Robin Simcox, a researcher at the Centre for Social Cohesion, said yesterday that the political furore that has led to the resignation of Howard Davies, the LSE's director, was "inevitable" given the willingness of universities to accept fund from dictatorships. He warned something similar could happen again. Several of the most prestigious universities in the country, including Oxford, Cambridge, Edinburgh and Durham, have risked placing themselves in a similar predicament to the LSE.

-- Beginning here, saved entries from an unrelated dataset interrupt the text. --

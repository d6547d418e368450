/// Index of a page in the pool's page arena.
///
/// Arena entries are reused after a page is retired, so a `PageId` alone does not identify
/// a page over the lifetime of the pool. Pair it with the page serial for that.
#[derive(Clone, Copy, Debug, Eq, Hash, PartialEq)]
pub(crate) struct PageId(usize);

impl PageId {
    #[must_use]
    pub(crate) fn new(index: usize) -> Self {
        Self(index)
    }

    #[must_use]
    pub(crate) fn index(self) -> usize {
        self.0
    }
}

/// Internal coordinates for locating a block within the pool structure.
#[derive(Clone, Copy, Debug, Eq, Hash, PartialEq)]
pub(crate) struct BlockCoordinates {
    /// Arena slot of the page containing this block.
    page_id: PageId,

    /// Serial number of the page, unique within the pool. Detects handles that outlived
    /// their page when the arena slot has since been given to a new page.
    page_serial: u64,

    /// Index of the block within its page.
    index_in_page: usize,

    /// Generation of the slot when the block was handed out. Detects handles that outlived
    /// their allocation when the slot has since been given to a new block.
    generation: u16,
}

impl BlockCoordinates {
    #[must_use]
    pub(crate) fn from_parts(
        page_id: PageId,
        page_serial: u64,
        index_in_page: usize,
        generation: u16,
    ) -> Self {
        Self {
            page_id,
            page_serial,
            index_in_page,
            generation,
        }
    }

    #[must_use]
    pub(crate) fn page_id(&self) -> PageId {
        self.page_id
    }

    #[must_use]
    pub(crate) fn page_serial(&self) -> u64 {
        self.page_serial
    }

    #[must_use]
    pub(crate) fn index_in_page(&self) -> usize {
        self.index_in_page
    }

    #[must_use]
    pub(crate) fn generation(&self) -> u16 {
        self.generation
    }
}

The Oxford Centre for Islamic Studies, which is described as an "independent centre" at Oxford University was given £20m by the late King Fahd of Saudi Arabia in 2008. A motion on the Commons order paper by Tory MP Robert Halfon claims the centre has had £75m in total from 12 Middle Eastern rulers.

Cambridge University received £8m from Prince Alwaleed bin Talal of Saudi Arabia in 2008 towards a new research centre for Islamic studies. Edinburgh University also received £8m from Prince Alwaleed in the same year.

Durham University's Centre for Iranian Studies has been embroiled in controversy several times. Last year, the centre hosted a seminar funded by a £5,000 grant from Iran, held, coincidentally, on the day the Tehran government announced the executions of two young men involved in protests against the regime.

Two academics who were due to speak pulled out, but the seminar heard from the cultural attaché from the Iranian embassy in London, a hardline supporter of Ayatollah Ali Khamenei.

Last month, Wikileaks revealed that the US embassy in London was keen for these links between Durham University and Iran to be kept up because contact between Iranians and the west are all too rare.

Liverpool John Moores University has had contracts with Libya totalling £1.27m, which the university's vice-chancellor, Professor Michael Brown, has vigorously defended. He told the Liverpool Daily Post: "We have nothing to be embarrassed of whatsoever. Our work in Libya was about improving medical facilities, which are woeful."

In 2003, Exeter University signed an agreement in Tripoli to teach English to students in Libya. After the deal was signed, Colonel Gaddafi addressed a conference organised by the British Society for Middle Eastern Studies in Exeter, by video link.

Mr Simcox also believes that Confucius Centres in universities such as Manchester and Edinburgh, which teach Mandarin and Chinese culture, serve Beijing's propaganda aims.

"These are all countries that we know repress their own people. If we assume things are going to carry on benignly over the next few years, I think we're being naive," he warned.